# Required work
In the entries that follow, how many lines contain "LedgerDb"? Answer with the number only.

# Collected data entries
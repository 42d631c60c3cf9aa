//! # Hashing Utilities
//!
//! Two hash functions, each with one job:
//!
//! - **SHA-256** derives signer identities from public keys. Identities leave
//!   the process (they are embedded in signed envelopes and shown to
//!   operators), so they use the hash every external verifier already has.
//!
//! - **BLAKE3** chains the audit log. It never leaves our storage, so we use
//!   the faster hash, with `derive_key` domain separation so an audit entry
//!   hash can never be confused with any other digest in the system.

use sha2::{Digest, Sha256};

/// SHA-256 digest as a fixed-size array.
///
/// # Example
///
/// ```
/// use ap2_protocol::crypto::hash::sha256_array;
///
/// assert_eq!(sha256_array(b"ap2").len(), 32);
/// ```
pub fn sha256_array(data: &[u8]) -> [u8; 32] {
    let mut hasher = Sha256::new();
    hasher.update(data);
    let mut output = [0u8; 32];
    output.copy_from_slice(&hasher.finalize());
    output
}

/// Plain BLAKE3 digest.
pub fn blake3_hash(data: &[u8]) -> [u8; 32] {
    *blake3::hash(data).as_bytes()
}

/// Domain-separated BLAKE3 over several parts, fed sequentially into a
/// `derive_key` hasher.
///
/// Every part is length-prefixed (u64 little-endian) before it is absorbed,
/// so `["ab", "c"]` and `["a", "bc"]` hash differently.
pub fn domain_hash(context: &str, parts: &[&[u8]]) -> [u8; 32] {
    let mut hasher = blake3::Hasher::new_derive_key(context);
    for part in parts {
        hasher.update(&(part.len() as u64).to_le_bytes());
        hasher.update(part);
    }
    *hasher.finalize().as_bytes()
}

#[cfg(test)]
mod tests {
    use super::*;

    #[test]
    fn test_sha256_known_vector() {
        let hash = sha256_array(b"");
        assert_eq!(
            hex::encode(hash),
            "e3b0c44298fc1c149afbf4c8996fb92427ae41e4649b934ca495991b7852b855"
        );
    }

    #[test]
    fn blake3_deterministic() {
        assert_eq!(blake3_hash(b"ap2"), blake3_hash(b"ap2"));
        assert_ne!(blake3_hash(b"ap2"), blake3_hash(b"AP2"));
    }

    #[test]
    fn test_domain_separation() {
        let a = domain_hash("context-a", &[b"same"]);
        let b = domain_hash("context-b", &[b"same"]);
        assert_ne!(a, b);
        assert_ne!(a, blake3_hash(b"same"));
    }

    #[test]
    fn test_part_boundaries_matter() {
        let a = domain_hash("ctx", &[b"ab", b"c"]);
        let b = domain_hash("ctx", &[b"a", b"bc"]);
        assert_ne!(a, b);
    }
}
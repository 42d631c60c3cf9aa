//! Shared fixtures for unit tests: one keypair per role, a populated key
//! directory, a manual clock, and helpers for the canonical
//! headphones-under-100-USD chain.

use chrono::{DateTime, Duration, Utc};
use std::collections::BTreeSet;
use std::sync::Arc;

use crate::crypto::keys::SignerKeypair;
use crate::mandate::{
    Amount, CartScope, Currency, IntentScope, Mandate, MandateBuilder, MandateId, PaymentItem,
    PaymentMethodData, PaymentOptions, PaymentScope, SignedMandate,
};
use crate::registry::{KeyDirectory, Role, RoleRegistry};
use crate::validation::{ManualClock, MandateChainValidator, ReplayGuard};

pub fn usd(value: u64) -> Amount {
    Amount::new(value, Currency::USD)
}

pub struct Parties {
    pub user: SignerKeypair,
    pub shopper: SignerKeypair,
    pub merchant: SignerKeypair,
    pub credentials: SignerKeypair,
    pub processor: SignerKeypair,
    pub keys: Arc<KeyDirectory>,
    pub clock: Arc<ManualClock>,
    pub start: DateTime<Utc>,
}

impl Parties {
    pub fn new() -> Self {
        let user = SignerKeypair::from_seed(&[1u8; 32]);
        let shopper = SignerKeypair::from_seed(&[2u8; 32]);
        let merchant = SignerKeypair::from_seed(&[3u8; 32]);
        let credentials = SignerKeypair::from_seed(&[4u8; 32]);
        let processor = SignerKeypair::from_seed(&[5u8; 32]);

        let mut keys = KeyDirectory::new();
        keys.register(user.public_key(), Role::User, "user");
        keys.register(shopper.public_key(), Role::ShoppingAgent, "shopper");
        keys.register(merchant.public_key(), Role::MerchantAgent, "merchant");
        keys.register(credentials.public_key(), Role::CredentialsProvider, "credentials");
        keys.register(processor.public_key(), Role::PaymentProcessor, "processor");

        let start = Utc::now();
        Self {
            user,
            shopper,
            merchant,
            credentials,
            processor,
            keys: Arc::new(keys),
            clock: Arc::new(ManualClock::new(start)),
            start,
        }
    }

    pub fn validator(&self) -> MandateChainValidator {
        MandateChainValidator::new(
            Arc::new(RoleRegistry::standard()),
            Arc::clone(&self.keys),
            Arc::new(ReplayGuard::new(Duration::zero())),
            self.clock.clone(),
        )
    }

    pub fn intent_mandate(&self, max_total: u64) -> Mandate {
        MandateBuilder::intent(IntentScope {
            description: "noise-cancelling headphones".into(),
            merchant_categories: BTreeSet::from(["electronics".to_string()]),
            merchants: None,
            max_total: usd(max_total),
            requires_refundability: false,
            user_cart_confirmation_required: false,
            payment_methods: None,
        })
        .issuer(Role::User)
        .subject(Role::ShoppingAgent)
        .issued_at(self.start)
        .ttl(Duration::hours(1))
        .build()
        .unwrap()
    }

    pub fn intent(&self, max_total: u64) -> SignedMandate {
        SignedMandate::sign(self.intent_mandate(max_total), &self.user).unwrap()
    }

    pub fn cart_scope(&self, total: u64, category: &str) -> CartScope {
        CartScope {
            merchant: "acme-audio".into(),
            merchant_category: category.into(),
            items: vec![PaymentItem::new("headphones", usd(total))],
            shipping: None,
            total: usd(total),
            accepted_methods: BTreeSet::from(["CARD".to_string()]),
            shipping_address: None,
            options: PaymentOptions::default(),
        }
    }

    pub fn cart_mandate(&self, parent: &MandateId, scope: CartScope) -> Mandate {
        MandateBuilder::cart(parent, scope)
            .issuer(Role::MerchantAgent)
            .subject(Role::User)
            .issued_at(self.start + Duration::minutes(1))
            .ttl(Duration::minutes(30))
            .build()
            .unwrap()
    }

    pub fn cart(&self, parent: &MandateId, total: u64) -> SignedMandate {
        let m = self.cart_mandate(parent, self.cart_scope(total, "electronics"));
        SignedMandate::sign(m, &self.merchant).unwrap()
    }

    pub fn payment_mandate(&self, parent: &MandateId, amount: u64) -> Mandate {
        MandateBuilder::payment(
            parent,
            PaymentScope {
                amount: usd(amount),
                method: PaymentMethodData::new("CARD").with_detail("token", "tok_visa_4242"),
                payer_name: None,
                payer_email: Some("user@example.com".into()),
                payer_phone: None,
                shipping_address: None,
            },
        )
        .issuer(Role::PaymentProcessor)
        .subject(Role::CredentialsProvider)
        .issued_at(self.start + Duration::minutes(2))
        .ttl(Duration::minutes(10))
        .build()
        .unwrap()
    }

    pub fn payment(&self, parent: &MandateId, amount: u64) -> SignedMandate {
        SignedMandate::sign(self.payment_mandate(parent, amount), &self.processor).unwrap()
    }

    /// A valid intent(100) -> cart(80) -> payment(80) chain.
    pub fn happy_chain(&self) -> Vec<SignedMandate> {
        let intent = self.intent(10_000);
        let cart = self.cart(&intent.mandate.id, 8_000);
        let payment = self.payment(&cart.mandate.id, 8_000);
        vec![intent, cart, payment]
    }
}
// Copyright (c) 2026 ALAS Technology. MIT License.
// See LICENSE for details.

//! # AP2 Mandates — Core Library
//!
//! The verifiable mandate chain behind agent-initiated payments: a user
//! signs an **Intent**, a merchant signs a **Cart** that narrows it, a
//! payment processor signs a **Payment** that matches the cart exactly, and
//! every hop is checked before money moves.
//!
//! ## Architecture
//!
//! - **config** — Protocol constants and the YAML-loaded `ProtocolConfig`.
//! - **crypto** — Ed25519 keys, RFC 8785 canonical JSON, DSSE signing, hashes.
//! - **mandate** — Mandate types, scopes, the builder and signed envelopes.
//! - **registry** — Role capability table and the trusted key directory.
//! - **validation** — The chain validator, clock and replay guard.
//! - **transaction** — State machine, audit log and the per-transaction engine.
//! - **storage** — sled persistence for records and consumed nonces.
//!
//! ## Design Philosophy
//!
//! 1. A mandate is data. Its signature covers the canonical bytes and
//!    nothing else, so any holder can re-verify it offline.
//! 2. Validation returns a verdict value. Errors are reserved for misuse
//!    of the API and for storage failures.
//! 3. No floating point anywhere near an amount.
//! 4. Every transition attempt leaves an audit entry.

pub mod config;
pub mod crypto;
pub mod mandate;
pub mod registry;
pub mod storage;
pub mod transaction;
pub mod validation;

#[cfg(test)]
mod testkit;
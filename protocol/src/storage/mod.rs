//! # Storage Module
//!
//! Persistence for transaction records and the replay-nonce set.
//!
//! ## Design Decisions
//!
//! 1. **sled.** Embedded, pure Rust, no external service. Named trees keep
//!    records, nonces and metadata in separate keyspaces.
//!
//! 2. **Bincode on disk.** Compact and fast. JSON is for the operator CLI
//!    and debugging; bincode is for storage.
//!
//! 3. **Records are stored whole.** A record carries its mandate arena and
//!    audit log, so recovery needs nothing but the record itself. The audit
//!    log is re-verified on load.
//!
//! 4. **One seam.** The engine only sees [`LedgerStore`]; [`LedgerDb`] is
//!    the implementation it is given in production.

pub mod db;
pub mod store;

pub use db::{DbError, DbResult, LedgerDb, NonceEntry};
pub use store::LedgerStore;
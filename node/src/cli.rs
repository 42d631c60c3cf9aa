//! # CLI Interface
//!
//! Command-line structure for `ap2-node`, via `clap` derive.

use clap::{Args, Parser, Subcommand};
use std::path::PathBuf;

use ap2_protocol::registry::Role;

use crate::logging::LogFormat;

/// Operator tooling for the AP2 mandate chain core.
///
/// Generates signer keys, verifies mandate chains offline, inspects the
/// transaction ledger and expires stale transactions.
#[derive(Parser, Debug)]
#[command(
    name = "ap2-node",
    about = "AP2 mandate chain operator tool",
    version,
    propagate_version = true
)]
pub struct Ap2NodeCli {
    /// Log output format.
    #[arg(long, global = true, value_enum, env = "AP2_LOG_FORMAT", default_value_t = LogFormat::Pretty)]
    pub log_format: LogFormat,

    #[command(subcommand)]
    pub command: Commands,
}

#[derive(Subcommand, Debug)]
pub enum Commands {
    /// Generate an Ed25519 signer key for a role.
    Keygen(KeygenArgs),
    /// Validate a JSON array of signed mandates against local policy.
    Verify(VerifyArgs),
    /// List ledger records, or print one record's audit log.
    Audit(AuditArgs),
    /// Recover the ledger, expire stale transactions and purge old nonces.
    Sweep(SweepArgs),
    /// Print version information and exit.
    Version,
}

#[derive(Args, Debug)]
pub struct KeygenArgs {
    /// Role the key will sign for.
    #[arg(long)]
    pub role: Role,

    /// Directory the key file is written to.
    #[arg(long, short = 'o', default_value = ".")]
    pub out: PathBuf,

    /// Label used for the file name and the trusted-key entry.
    /// Defaults to the role name.
    #[arg(long)]
    pub label: Option<String>,
}

#[derive(Args, Debug)]
pub struct VerifyArgs {
    /// Protocol configuration (YAML) holding the trusted keys.
    #[arg(long, short = 'c', env = "AP2_CONFIG")]
    pub config: PathBuf,

    /// JSON file containing the chain, root intent first.
    #[arg(long)]
    pub chain: PathBuf,
}

#[derive(Args, Debug)]
pub struct AuditArgs {
    /// Ledger data directory.
    #[arg(long, short = 'd', env = "AP2_DATA_DIR")]
    pub data_dir: PathBuf,

    /// Print the full audit log of this transaction.
    #[arg(long)]
    pub tx: Option<String>,
}

#[derive(Args, Debug)]
pub struct SweepArgs {
    /// Ledger data directory.
    #[arg(long, short = 'd', env = "AP2_DATA_DIR")]
    pub data_dir: PathBuf,

    /// Protocol configuration (YAML). Defaults apply when omitted.
    #[arg(long, short = 'c', env = "AP2_CONFIG")]
    pub config: Option<PathBuf>,
}
//! # Role Registry
//!
//! Which role may issue, and which may consume, each mandate kind.
//!
//! ## Design
//!
//! Capability dispatch is a lookup table (`Role` x `MandateKind` -> bool),
//! not a trait hierarchy. The minimum table is:
//!
//! | Role                 | May issue | May consume |
//! |----------------------|-----------|-------------|
//! | User                 | Intent    |             |
//! | Shopping Agent       | Cart      | Intent      |
//! | Merchant Agent       | Cart      | Intent      |
//! | Credentials Provider |           | Payment     |
//! | Payment Processor    | Payment   | Payment     |
//!
//! Configuration may *add* grants, never remove one. The registry is built
//! once at startup and is read-only afterwards; [`install`] publishes it
//! process-wide and refuses a second installation.

use serde::{Deserialize, Serialize};
use std::fmt;
use std::sync::{Arc, OnceLock};
use thiserror::Error;

use crate::config::{RoleGrant, RoleGrants};
use crate::mandate::types::MandateKind;

/// A protocol participant role.
#[derive(Debug, Clone, Copy, PartialEq, Eq, Hash, PartialOrd, Ord, Serialize, Deserialize)]
#[serde(rename_all = "snake_case")]
pub enum Role {
    User,
    ShoppingAgent,
    MerchantAgent,
    CredentialsProvider,
    PaymentProcessor,
}

impl Role {
    pub const ALL: [Role; 5] = [
        Self::User,
        Self::ShoppingAgent,
        Self::MerchantAgent,
        Self::CredentialsProvider,
        Self::PaymentProcessor,
    ];

    fn index(self) -> usize {
        match self {
            Self::User => 0,
            Self::ShoppingAgent => 1,
            Self::MerchantAgent => 2,
            Self::CredentialsProvider => 3,
            Self::PaymentProcessor => 4,
        }
    }

    /// Stable string form, matching the serde representation.
    pub fn as_str(self) -> &'static str {
        match self {
            Self::User => "user",
            Self::ShoppingAgent => "shopping_agent",
            Self::MerchantAgent => "merchant_agent",
            Self::CredentialsProvider => "credentials_provider",
            Self::PaymentProcessor => "payment_processor",
        }
    }
}

impl fmt::Display for Role {
    fn fmt(&self, f: &mut fmt::Formatter<'_>) -> fmt::Result {
        f.write_str(self.as_str())
    }
}

impl std::str::FromStr for Role {
    type Err = RegistryError;

    fn from_str(s: &str) -> Result<Self, Self::Err> {
        Role::ALL
            .into_iter()
            .find(|r| r.as_str() == s)
            .ok_or_else(|| RegistryError::UnknownRole(s.to_owned()))
    }
}

#[derive(Debug, Error, PartialEq, Eq)]
pub enum RegistryError {
    #[error("unknown role: {0}")]
    UnknownRole(String),

    #[error("role registry already installed")]
    AlreadyInstalled,
}

type Table = [[bool; 3]; 5];

// Rows follow `Role::index`, columns follow `MandateKind::index`.
const MIN_ISSUE: Table = [
    [true, false, false],  // User: Intent
    [false, true, false],  // ShoppingAgent: Cart
    [false, true, false],  // MerchantAgent: Cart
    [false, false, false], // CredentialsProvider
    [false, false, true],  // PaymentProcessor: Payment
];

const MIN_CONSUME: Table = [
    [false, false, false], // User
    [true, false, false],  // ShoppingAgent: Intent
    [true, false, false],  // MerchantAgent: Intent
    [false, false, true],  // CredentialsProvider: Payment
    [false, false, true],  // PaymentProcessor: Payment
];

/// Static capability table.
#[derive(Debug, Clone, PartialEq, Eq)]
pub struct RoleRegistry {
    issue: Table,
    consume: Table,
}

impl Default for RoleRegistry {
    fn default() -> Self {
        Self::standard()
    }
}

impl RoleRegistry {
    /// The minimum table.
    pub fn standard() -> Self {
        Self {
            issue: MIN_ISSUE,
            consume: MIN_CONSUME,
        }
    }

    /// Minimum table plus the configured extra grants.
    pub fn from_config(grants: &RoleGrants) -> Self {
        let mut registry = Self::standard();
        for RoleGrant { role, kind } in &grants.issue {
            registry.issue[role.index()][kind.index()] = true;
        }
        for RoleGrant { role, kind } in &grants.consume {
            registry.consume[role.index()][kind.index()] = true;
        }
        registry
    }

    pub fn can_issue(&self, role: Role, kind: MandateKind) -> bool {
        self.issue[role.index()][kind.index()]
    }

    pub fn can_consume(&self, role: Role, kind: MandateKind) -> bool {
        self.consume[role.index()][kind.index()]
    }

    /// Every role allowed to issue `kind`.
    pub fn issuers_of(&self, kind: MandateKind) -> Vec<Role> {
        Role::ALL
            .into_iter()
            .filter(|r| self.can_issue(*r, kind))
            .collect()
    }
}

static GLOBAL: OnceLock<Arc<RoleRegistry>> = OnceLock::new();

/// Publish the process-wide registry. Only the first call succeeds.
pub fn install(registry: RoleRegistry) -> Result<Arc<RoleRegistry>, RegistryError> {
    let arc = Arc::new(registry);
    GLOBAL
        .set(Arc::clone(&arc))
        .map_err(|_| RegistryError::AlreadyInstalled)?;
    tracing::info!("role registry installed");
    Ok(arc)
}

#[cfg(test)]
mod tests {
    use super::*;
    use MandateKind::*;

    #[test]
    fn standard_table_matches_minimum_grants() {
        let r = RoleRegistry::standard();
        assert!(r.can_issue(Role::User, Intent));
        assert!(!r.can_issue(Role::User, Cart));
        assert!(!r.can_issue(Role::User, Payment));

        assert!(r.can_issue(Role::ShoppingAgent, Cart));
        assert!(r.can_consume(Role::ShoppingAgent, Intent));
        assert!(r.can_issue(Role::MerchantAgent, Cart));
        assert!(r.can_consume(Role::MerchantAgent, Intent));

        assert!(!r.can_issue(Role::CredentialsProvider, Payment));
        assert!(r.can_consume(Role::CredentialsProvider, Payment));

        assert!(r.can_issue(Role::PaymentProcessor, Payment));
        assert!(r.can_consume(Role::PaymentProcessor, Payment));
        assert!(!r.can_consume(Role::User, Intent));
    }

    #[test]
    fn config_grants_are_additive() {
        let grants = RoleGrants {
            issue: vec![RoleGrant {
                role: Role::CredentialsProvider,
                kind: Payment,
            }],
            consume: vec![],
        };
        let r = RoleRegistry::from_config(&grants);
        assert!(r.can_issue(Role::CredentialsProvider, Payment));
        for role in Role::ALL {
            for kind in MandateKind::ALL {
                if RoleRegistry::standard().can_issue(role, kind) {
                    assert!(r.can_issue(role, kind));
                }
            }
        }
    }

    #[test]
    fn issuers_of_cart() {
        assert_eq!(
            RoleRegistry::standard().issuers_of(Cart),
            vec![Role::ShoppingAgent, Role::MerchantAgent]
        );
    }

    #[test]
    fn role_string_roundtrip() {
        for role in Role::ALL {
            assert_eq!(role.as_str().parse::<Role>().unwrap(), role);
            let json = serde_json::to_string(&role).unwrap();
            assert_eq!(json, format!("\"{}\"", role.as_str()));
        }
        assert!("wizard".parse::<Role>().is_err());
    }
}
//! Payment Request building blocks carried inside mandate scopes.
//!
//! These mirror the W3C Payment Request API shapes that AP2 agents exchange
//! (`PaymentCurrencyAmount`, `PaymentItem`, `PaymentShippingOption`,
//! `PaymentMethodData`, `PaymentOptions`, `ContactAddress`) with one deliberate difference:
//! amounts are integers in the currency's minor unit. No floating point goes
//! anywhere near a signed amount, which is what keeps the canonical
//! serialization byte-stable.

use serde::{Deserialize, Serialize};
use std::collections::BTreeMap;
use std::fmt;

// ---------------------------------------------------------------------------
// Currency
// ---------------------------------------------------------------------------

/// ISO 4217 currency code.
///
/// Common codes get their own variant; any other well-formed code (three
/// ASCII uppercase letters) lands in [`Currency::Other`]. Parsing always
/// picks the named variant when one exists, so `"USD"` can never become
/// `Other("USD")` and two equal codes always compare equal.
#[derive(Debug, Clone, PartialEq, Eq, Hash, PartialOrd, Ord, Serialize, Deserialize)]
#[serde(into = "String", try_from = "String")]
pub enum Currency {
    USD,
    EUR,
    GBP,
    BRL,
    JPY,
    Other(String),
}

impl Currency {
    /// Minor-unit exponent, for display only. The protocol itself compares
    /// integer minor units and never rescales.
    pub fn decimals(&self) -> u8 {
        match self {
            Self::JPY => 0,
            _ => 2,
        }
    }

    pub fn code(&self) -> &str {
        match self {
            Self::USD => "USD",
            Self::EUR => "EUR",
            Self::GBP => "GBP",
            Self::BRL => "BRL",
            Self::JPY => "JPY",
            Self::Other(code) => code,
        }
    }
}

impl TryFrom<String> for Currency {
    type Error = String;

    fn try_from(code: String) -> Result<Self, Self::Error> {
        if code.len() != 3 || !code.bytes().all(|b| b.is_ascii_uppercase()) {
            return Err(format!("invalid ISO 4217 currency code: {code:?}"));
        }
        Ok(match code.as_str() {
            "USD" => Self::USD,
            "EUR" => Self::EUR,
            "GBP" => Self::GBP,
            "BRL" => Self::BRL,
            "JPY" => Self::JPY,
            _ => Self::Other(code),
        })
    }
}

impl From<Currency> for String {
    fn from(c: Currency) -> Self {
        c.code().to_owned()
    }
}

impl fmt::Display for Currency {
    fn fmt(&self, f: &mut fmt::Formatter<'_>) -> fmt::Result {
        f.write_str(self.code())
    }
}

// ---------------------------------------------------------------------------
// Amount
// ---------------------------------------------------------------------------

/// A monetary amount in the smallest unit of `currency`.
/// `Amount::new(8000, Currency::USD)` is 80.00 USD.
#[derive(Debug, Clone, PartialEq, Eq, Hash, Serialize, Deserialize)]
pub struct Amount {
    pub currency: Currency,
    pub value: u64,
}

impl Amount {
    pub fn new(value: u64, currency: Currency) -> Self {
        Self { currency, value }
    }

    /// Sum of two amounts. `None` on currency mismatch or overflow.
    pub fn checked_add(&self, other: &Amount) -> Option<Amount> {
        if self.currency != other.currency {
            return None;
        }
        Some(Amount::new(
            self.value.checked_add(other.value)?,
            self.currency.clone(),
        ))
    }

    /// Human-readable decimal form, e.g. `"80.00 USD"`.
    pub fn display_decimal(&self) -> String {
        let decimals = self.currency.decimals() as u32;
        if decimals == 0 {
            return format!("{} {}", self.value, self.currency);
        }
        let divisor = 10u64.pow(decimals);
        format!(
            "{}.{:0>width$} {}",
            self.value / divisor,
            self.value % divisor,
            self.currency,
            width = decimals as usize
        )
    }
}

impl fmt::Display for Amount {
    fn fmt(&self, f: &mut fmt::Formatter<'_>) -> fmt::Result {
        write!(f, "{} {}", self.value, self.currency)
    }
}

// ---------------------------------------------------------------------------
// Items, shipping, methods, addresses
// ---------------------------------------------------------------------------

/// Default refund window for a line item, in days.
pub const DEFAULT_REFUND_PERIOD_DAYS: u32 = 30;

/// One line item in a cart.
#[derive(Debug, Clone, PartialEq, Eq, Serialize, Deserialize)]
pub struct PaymentItem {
    pub label: String,
    pub amount: Amount,
    /// Amount may still change (e.g. tax estimated).
    pub pending: bool,
    /// Days during which the item can be refunded. `0` means final sale.
    pub refund_period_days: u32,
}

impl PaymentItem {
    pub fn new(label: impl Into<String>, amount: Amount) -> Self {
        Self {
            label: label.into(),
            amount,
            pending: false,
            refund_period_days: DEFAULT_REFUND_PERIOD_DAYS,
        }
    }

    pub fn final_sale(mut self) -> Self {
        self.refund_period_days = 0;
        self
    }

    pub fn is_refundable(&self) -> bool {
        self.refund_period_days > 0
    }
}

/// The shipping option the shopper selected.
#[derive(Debug, Clone, PartialEq, Eq, Serialize, Deserialize)]
pub struct ShippingOption {
    pub id: String,
    pub label: String,
    pub amount: Amount,
}

/// A payment method identifier plus method-specific details.
///
/// `details` is opaque to the protocol: the Credentials Provider fills it
/// (tokenized card reference, wallet handle) and only the processor reads it.
/// A `BTreeMap` keeps the serialized key order fixed.
#[derive(Debug, Clone, PartialEq, Eq, Hash, Serialize, Deserialize)]
pub struct PaymentMethodData {
    pub supported_methods: String,
    pub details: BTreeMap<String, String>,
}

impl PaymentMethodData {
    pub fn new(supported_methods: impl Into<String>) -> Self {
        Self {
            supported_methods: supported_methods.into(),
            details: BTreeMap::new(),
        }
    }

    pub fn with_detail(mut self, key: impl Into<String>, value: impl Into<String>) -> Self {
        self.details.insert(key.into(), value.into());
        self
    }
}

/// How the goods reach the payer. Meaningful only when shipping is
/// requested.
#[derive(Debug, Clone, Copy, PartialEq, Eq, Hash, Serialize, Deserialize)]
#[serde(rename_all = "snake_case")]
pub enum ShippingType {
    Shipping,
    Delivery,
    Pickup,
}

/// Payer details a cart asks for, after W3C `PaymentOptions`.
///
/// Each `request_*` flag obliges the payment mandate for the cart to carry
/// the corresponding field. All flags default to off.
#[derive(Debug, Clone, Default, PartialEq, Eq, Serialize, Deserialize)]
#[serde(default)]
pub struct PaymentOptions {
    pub request_payer_name: bool,
    pub request_payer_email: bool,
    pub request_payer_phone: bool,
    pub request_shipping: bool,
    pub shipping_type: Option<ShippingType>,
}

impl PaymentOptions {
    /// Shipping requested with the given type.
    pub fn shipping(shipping_type: ShippingType) -> Self {
        Self {
            request_shipping: true,
            shipping_type: Some(shipping_type),
            ..Self::default()
        }
    }

    pub fn with_payer_email(mut self) -> Self {
        self.request_payer_email = true;
        self
    }
}

/// Postal address, following the W3C `ContactAddress` field set.
#[derive(Debug, Clone, Default, PartialEq, Eq, Serialize, Deserialize)]
pub struct ContactAddress {
    pub recipient: Option<String>,
    pub organization: Option<String>,
    pub address_line: Vec<String>,
    pub city: Option<String>,
    pub region: Option<String>,
    pub dependent_locality: Option<String>,
    pub postal_code: Option<String>,
    pub sorting_code: Option<String>,
    /// ISO 3166-1 alpha-2.
    pub country: Option<String>,
    pub phone_number: Option<String>,
}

# Response box
2